I was never that fond of beets growing up.
To be completely honest, if it weren’t for my husband, I most likely still wouldn’t be eating them. In contrast to my beet-hating childhood, Bart grew up in a family that absolutely loves beets.
His mother would serve them regularly with meals and he even tells of having beet sandwiches! Beet sandwiches! Gracious!
I’m not certain I’m ready to go so far as having one of those, but this beet salad? You betcha!
We ordered one to share when we ate at California Grill at Walt Disney World last week and I admit that I ate more than my fair share of it! It was out of this world delicious and I knew I had to come home and make one to go along with our supper soon!

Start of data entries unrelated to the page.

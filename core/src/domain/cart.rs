//! Cart line items and the persisted local mirror.

use pawstore_cart_api as cart_api;
use rust_decimal::Decimal;
use serde::{Deserialize, Serialize};

use super::pet::PetSnapshot;

/// One pet's presence in the cart.
///
/// The id is server-assigned when the line was created online, or a
/// timestamp-based id when it was created offline. The subtotal is derived
/// state: it is recomputed from `pet.price * quantity` on construction and on
/// every quantity change, never trusted after a mutation.
#[derive(Debug, Clone, Serialize, Deserialize, PartialEq)]
#[serde(rename_all = "camelCase")]
pub struct CartLineItem {
	pub id: i64,
	pub pet: PetSnapshot,
	pub quantity: u32,
	#[serde(with = "rust_decimal::serde::str")]
	pub subtotal: Decimal,
}

impl CartLineItem {
	pub fn new(id: i64, pet: PetSnapshot, quantity: u32) -> Self {
		let subtotal = pet.price * Decimal::from(quantity);
		Self {
			id,
			pet,
			quantity,
			subtotal,
		}
	}

	/// Set the quantity and recompute the subtotal. Quantity 0 is not stored
	/// here; callers delete the line instead.
	pub fn set_quantity(&mut self, quantity: u32) {
		self.quantity = quantity;
		self.subtotal = self.pet.price * Decimal::from(quantity);
	}
}

impl From<cart_api::CartItem> for CartLineItem {
	fn from(item: cart_api::CartItem) -> Self {
		// Recompute rather than carrying over the reported subtotal, so the
		// derived-state invariant holds no matter what the wire said.
		Self::new(item.id, item.pet.into(), item.quantity)
	}
}

/// Where the local mirror stands relative to the server.
#[derive(Debug, Clone, Copy, Serialize, Deserialize, PartialEq, Eq)]
#[serde(rename_all = "camelCase")]
pub enum SyncState {
	/// The mirror was last written from a full remote response
	Synced,

	/// Offline mutations exist that the server has not seen yet
	PendingSync,

	/// A replay to the server started and has not completed. Persisted before
	/// the replay touches the remote so the marker survives a crash.
	SyncInProgress,
}

/// The persisted local cart: an ordered list of line items plus the sync tag.
#[derive(Debug, Clone, Serialize, Deserialize)]
#[serde(rename_all = "camelCase")]
pub struct CartMirror {
	pub sync_state: SyncState,
	pub items: Vec<CartLineItem>,
}

impl Default for CartMirror {
	fn default() -> Self {
		Self {
			sync_state: SyncState::Synced,
			items: Vec::new(),
		}
	}
}

impl CartMirror {
	pub fn empty(sync_state: SyncState) -> Self {
		Self {
			sync_state,
			items: Vec::new(),
		}
	}

	pub fn synced(items: Vec<CartLineItem>) -> Self {
		Self {
			sync_state: SyncState::Synced,
			items,
		}
	}

	/// Replace the line for this item's pet, or append. Keeps the
	/// one-line-per-pet invariant.
	pub fn upsert(&mut self, item: CartLineItem) {
		match self.items.iter_mut().find(|i| i.pet.id == item.pet.id) {
			Some(existing) => *existing = item,
			None => self.items.push(item),
		}
	}

	pub fn line_for_pet_mut(&mut self, pet_id: i64) -> Option<&mut CartLineItem> {
		self.items.iter_mut().find(|i| i.pet.id == pet_id)
	}

	pub fn line_mut(&mut self, line_id: i64) -> Option<&mut CartLineItem> {
		self.items.iter_mut().find(|i| i.id == line_id)
	}

	/// Remove and return the line with this id, if present.
	pub fn remove_line(&mut self, line_id: i64) -> Option<CartLineItem> {
		let index = self.items.iter().position(|i| i.id == line_id)?;
		Some(self.items.remove(index))
	}

	/// Decimal sum of `price * quantity` over all lines. The same arithmetic
	/// as line subtotals, so the offline total can never drift from what the
	/// line items show.
	pub fn total(&self) -> Decimal {
		self.items
			.iter()
			.map(|i| i.pet.price * Decimal::from(i.quantity))
			.sum()
	}
}

/// What a remove operation reports back.
#[derive(Debug, Clone, Serialize, Deserialize)]
#[serde(rename_all = "camelCase")]
pub struct RemoveReceipt {
	pub message: String,
	pub status: String,
}

impl From<cart_api::RemoveResponse> for RemoveReceipt {
	fn from(response: cart_api::RemoveResponse) -> Self {
		Self {
			message: response.message,
			status: response.status,
		}
	}
}

/// What a successful checkout reports back.
#[derive(Debug, Clone, Serialize, Deserialize)]
#[serde(rename_all = "camelCase")]
pub struct CheckoutReceipt {
	pub message: String,
	#[serde(with = "rust_decimal::serde::str")]
	pub total: Decimal,
}

impl From<cart_api::CheckoutResponse> for CheckoutReceipt {
	fn from(response: cart_api::CheckoutResponse) -> Self {
		Self {
			message: response.message,
			total: response.total,
		}
	}
}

My beet salad is slightly different from the one we enjoyed there, but just as delicious!
Mine is served with a blend of spring lettuce of spinach, arugula, and even a few beet greens. Then, I added in fresh asparagus spears, and sliced raw beets. If you have them, chopped marcona almonds would be absolutely delicious in this salad, too!
For my dressing, I used my citrus vinaigrette that paired perfectly with the beets and asparagus.
Beet Salad Recipe
- 3 cups spring salad greens mix
- 1/2 cup beet greens
- 3-5 asparagus spears
- 1 raw beet, peeled and sliced into thin slices
- Citrus Vinaigrette
- Wash spring salad greens and beet greens and dry in a salad spinner or with paper towels. Arrange on one serving platter or on individual plates for serving. Add asparagus spears and beet slices to the salad as you are serving.
- Spoon on citrus vinaigrette as serving.
Nutrition information is automatically calculated, so should only be used as an approximation.